Local plan — Protection of countryside — Inspector recommending removal of commercial buildings from protected area — Claimant contending that council had failed to implement recommendations — Whether council’s interpretation of recommendations irrational — Whether council entitled to reject claimant’s suggested new policy — Claim dismissed
The claimant was the leasehold owner of both an airfield, which was bounded to the north by commercial development, and a nearby 0.8 ha piece of land upon which were sited two small single-storey buildings (the CM site). The entire area had been designated as part of an area of landscape protection under local plan policy. However, following the publication of a replacement local plan and a subsequent public inquiry, an inspector recommended, inter alia, that landscape protection should be removed from certain commercial buildings. Having considered the inspector’s recommendations, the defendants published their proposed modifications to the replacement plan. The claimant objected, contending that the defendants had failed properly to implement the inspector’s recommendation concerning the removal of the commercial area from the scope of the proposed protection policies. The claimant also proposed a new a criteria-based policy to control development on the airfield. The defendants accepted some of the objections and made various amendments to the replacement plan, but the CM site remained within the protected area. The council also considered the proposed airfield policy, but refused to adopt it on the advice of planning officers.
The claimant challenged the validity of the replacement plan under section 287(1) of the Town and Country Planning Act 1990. It argued that the continuing inclusion of the CM site within the protected area showed that the defendants had failed to take sufficient account of the inspector’s recommendations. It contended that, further, the defendants had erred in law in refusing to adopt its proposed policy because the advice of the planning inspectors had been materially flawed.

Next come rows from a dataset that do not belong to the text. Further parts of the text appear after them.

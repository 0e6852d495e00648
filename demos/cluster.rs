//! Cluster - talk to a replicated deployment through the failover wrapper.
//!
//! This example demonstrates:
//! - Discovering cluster members from a list of seed addresses
//! - Reading the replica set of a database
//! - Sessions that follow the primary replica across elections
//!
//! # Running
//!
//! ```sh
//! RUST_LOG=typedb_client=debug cargo run --example cluster -- 127.0.0.1:11729 127.0.0.1:21729
//! ```

use tracing_subscriber::EnvFilter;
use typedb_client::{ClusterClient, Options, SessionType, TransactionType};

const DATABASE: &str = "social";

#[tokio::main]
async fn main() -> Result<(), Box<dyn std::error::Error>> {
    tracing_subscriber::fmt()
        .with_env_filter(EnvFilter::from_default_env())
        .init();

    let mut seeds: Vec<String> = std::env::args().skip(1).collect();
    if seeds.is_empty() {
        seeds.push("127.0.0.1:11729".to_string());
    }

    let cluster = ClusterClient::connect(seeds).await?;
    println!("Members: {:?}", cluster.members());

    let databases = cluster.databases();
    if !databases.contains(DATABASE).await? {
        databases.create(DATABASE).await?;
    }
    let database = databases.get(DATABASE).await?;
    for replica in database.replicas().replicas() {
        println!(
            "{} term={} primary={} preferred={}",
            replica.address, replica.term, replica.is_primary, replica.is_preferred
        );
    }

    // Reads may be served by any replica; writes always go to the primary.
    let session = cluster
        .session(DATABASE, SessionType::Data, Options::new().read_any_replica(true))
        .await?;
    let transaction = session
        .transaction(TransactionType::Read, Options::new())
        .await?;
    let count = transaction
        .query()
        .match_aggregate("match $x isa thing; get; count;")
        .await?;
    println!("Things: {:?}", count);

    transaction.close();
    session.close().await?;
    cluster.close();
    Ok(())
}
//! Logic manager: rules.

use futures_util::stream::BoxStream;

use crate::answer::Rule;
use crate::error::{Result, TypeDBError};
use crate::protocol::{LogicPart, LogicRequest, LogicResponse, PartPayload, RequestPayload, ResponsePayload};
use crate::stream::BidiStream;

#[derive(Debug, Clone, Copy)]
pub struct LogicManager<'a> {
    stream: &'a BidiStream,
}

impl<'a> LogicManager<'a> {
    pub(crate) fn new(stream: &'a BidiStream) -> Self {
        Self { stream }
    }

    async fn single(&self, request: LogicRequest) -> Result<LogicResponse> {
        let payload = RequestPayload::Logic(request);
        match self.stream.single(payload, true)?.get().await? {
            ResponsePayload::Logic(response) => Ok(response),
            other => Err(TypeDBError::unexpected_response("logic", other)),
        }
    }

    pub async fn get_rule(&self, label: &str) -> Result<Option<Rule>> {
        let label = label.to_string();
        match self.single(LogicRequest::GetRule { label }).await? {
            LogicResponse::Rule(rule) => Ok(rule),
            other => Err(TypeDBError::unexpected_response("get rule", other)),
        }
    }

    pub async fn put_rule(&self, label: &str, when: &str, then: &str) -> Result<Rule> {
        let request = LogicRequest::PutRule {
            label: label.to_string(),
            when: when.to_string(),
            then: then.to_string(),
        };
        match self.single(request).await? {
            LogicResponse::PutRule(rule) => Ok(rule),
            other => Err(TypeDBError::unexpected_response("put rule", other)),
        }
    }

    /// Every rule in the schema.
    pub fn get_rules(&self) -> Result<BoxStream<'static, Result<Rule>>> {
        let parts = self
            .stream
            .stream(RequestPayload::Logic(LogicRequest::GetRules))?;
        Ok(parts.items(|part| match part {
            PartPayload::Logic(LogicPart::Rules(rules)) => Ok(rules),
            other => Err(TypeDBError::unexpected_response("get rules", other)),
        }))
    }
}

Held: The claim was dismissed.
As a general principle, the courts would intervene only where the judgment of the decision maker had been perverse or otherwise bad in law. Equally, it was incumbent upon a local planning authority correctly to interpret and apply their own policies: R v Derbyshire County Council, ex parte Woods [1997] JPL 958 considered.

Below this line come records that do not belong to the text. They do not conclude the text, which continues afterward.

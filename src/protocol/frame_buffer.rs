//! Frame buffer for accumulating partial reads.
//!
//! Socket reads do not respect frame boundaries: one read may hold several
//! frames, or a fraction of one. The buffer keeps the leftover bytes in a
//! `BytesMut` and walks a two-state machine:
//! - `Header`: need at least [`HEADER_SIZE`] bytes
//! - `Payload`: header parsed, need `remaining` more bytes

use bytes::{Bytes, BytesMut};

use super::wire_format::{Header, DEFAULT_MAX_PAYLOAD_SIZE, HEADER_SIZE};
use super::Frame;
use crate::error::Result;

#[derive(Debug, Clone, Copy)]
enum State {
    Header,
    Payload { header: Header, remaining: usize },
}

/// Buffer for accumulating incoming bytes and extracting complete frames.
pub struct FrameBuffer {
    buffer: BytesMut,
    state: State,
    max_payload_size: u32,
}

impl FrameBuffer {
    /// Create a new frame buffer with the default payload limit.
    pub fn new() -> Self {
        Self::with_max_payload(DEFAULT_MAX_PAYLOAD_SIZE)
    }

    /// Create a new frame buffer with a custom payload limit.
    pub fn with_max_payload(max_payload_size: u32) -> Self {
        Self {
            buffer: BytesMut::with_capacity(64 * 1024),
            state: State::Header,
            max_payload_size,
        }
    }

    /// Push data into the buffer and extract all complete frames.
    ///
    /// Partial trailing data stays buffered for the next push.
    ///
    /// # Errors
    ///
    /// Returns a protocol error if a header fails validation (unknown kind,
    /// reserved flags, oversize payload). The buffer is unusable afterwards.
    pub fn push(&mut self, data: &[u8]) -> Result<Vec<Frame>> {
        self.buffer.extend_from_slice(data);

        let mut frames = Vec::new();
        while let Some(frame) = self.next_frame()? {
            frames.push(frame);
        }
        Ok(frames)
    }

    fn next_frame(&mut self) -> Result<Option<Frame>> {
        loop {
            match self.state {
                State::Header => {
                    let Some(header) = Header::decode(&self.buffer) else {
                        return Ok(None);
                    };
                    header.validate(self.max_payload_size)?;
                    let _ = self.buffer.split_to(HEADER_SIZE);

                    if header.payload_length == 0 {
                        return Ok(Some(Frame::new(header, Bytes::new())));
                    }
                    self.state = State::Payload {
                        header,
                        remaining: header.payload_length as usize,
                    };
                }
                State::Payload { header, remaining } => {
                    if self.buffer.len() < remaining {
                        return Ok(None);
                    }
                    let payload = self.buffer.split_to(remaining).freeze();
                    self.state = State::Header;
                    return Ok(Some(Frame::new(header, payload)));
                }
            }
        }
    }

    /// Number of buffered bytes not yet returned as frames.
    pub fn len(&self) -> usize {
        self.buffer.len()
    }

    /// Whether no partial frame is buffered.
    pub fn is_empty(&self) -> bool {
        self.buffer.is_empty() && matches!(self.state, State::Header)
    }
}

impl Default for FrameBuffer {
    fn default() -> Self {
        Self::new()
    }
}

#[cfg(test)]
mod tests {
    use super::*;
    use crate::protocol::{build_frame, flags, kind};

    fn frame_bytes(flags: u8, request_id: u32, payload: &[u8]) -> Vec<u8> {
        build_frame(
            &Header::new(kind::TRANSACTION, flags, request_id, payload.len() as u32),
            payload,
        )
    }

    #[test]
    fn test_multiple_frames_in_one_push() {
        let mut buffer = FrameBuffer::new();
        let mut data = frame_bytes(flags::RESPONSE, 1, b"first");
        data.extend(frame_bytes(flags::STREAM_PART, 2, b"second"));
        data.extend(frame_bytes(flags::STREAM_PART, 2, b""));

        let frames = buffer.push(&data).unwrap();

        assert_eq!(frames.len(), 3);
        assert_eq!(frames[0].request_id(), 1);
        assert_eq!(frames[1].payload(), b"second");
        assert!(frames[2].payload().is_empty());
        assert!(buffer.is_empty());
    }

    #[test]
    fn test_fragmented_payload() {
        let mut buffer = FrameBuffer::new();
        let payload = b"a payload long enough to be split across reads";
        let data = frame_bytes(flags::RESPONSE, 42, payload);

        let split = HEADER_SIZE + 10;
        assert!(buffer.push(&data[..split]).unwrap().is_empty());
        assert!(!buffer.is_empty());

        let frames = buffer.push(&data[split..]).unwrap();
        assert_eq!(frames.len(), 1);
        assert_eq!(frames[0].payload(), payload);
        assert!(buffer.is_empty());
    }

    #[test]
    fn test_byte_at_a_time() {
        let mut buffer = FrameBuffer::new();
        let data = frame_bytes(flags::RESPONSE, 7, b"hi");

        let frames: Vec<Frame> = data
            .iter()
            .flat_map(|byte| buffer.push(&[*byte]).unwrap())
            .collect();

        assert_eq!(frames.len(), 1);
        assert_eq!(frames[0].request_id(), 7);
        assert_eq!(frames[0].payload(), b"hi");
    }

    #[test]
    fn test_oversize_payload_rejected() {
        let mut buffer = FrameBuffer::with_max_payload(100);
        let header = Header::new(kind::TRANSACTION, flags::RESPONSE, 1, 1000);

        let error = buffer.push(&header.encode()).unwrap_err();
        assert!(error.to_string().contains("exceeds maximum"));
    }

    #[test]
    fn test_unknown_kind_rejected() {
        let mut buffer = FrameBuffer::new();
        let header = Header::new(0x7777, flags::RESPONSE, 1, 0);
        assert!(buffer.push(&header.encode()).is_err());
    }
}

On the evidence, the defendants had had particular regard to the inspector’s use of the expression “area of commercial buildings” and had reasonably perceived it as not applying to the CM site, which was an open and almost entirely undeveloped site The actual meaning and the proper interpretation of the inspector’s recommendations with regard to the area in question was a matter primarily for the defendants, subject only to challenge on grounds of irrationality. There was no proper basis for stigmatising the defendants’ interpretation as irrational: Braithwaite v Doncaster Metropolitan Borough Council [2000] EGCS 42 considered.
The claimant’s proposed airfield policy was a discrete and new proposal for a different policy that had not been put forward at the deposit draft stage or considered by the inspector. Accordingly, the defendants were under no obligation to take account of it at this late stage. Nevertheless, they had set out their response in a clear manner, and their reasons for refusing to adopt the policy had been reasonable and soundly based. Any proposal for the development of land within the landscape setting had to be considered against other applicable policies in the replacement plan and in the light of other material considerations.
John Pugh-Smith (instructed by Penningtons) appeared for the claimant; Nathalie Lieven (instructed by the solicitor to Salisbury District Council) appeared for the defendants.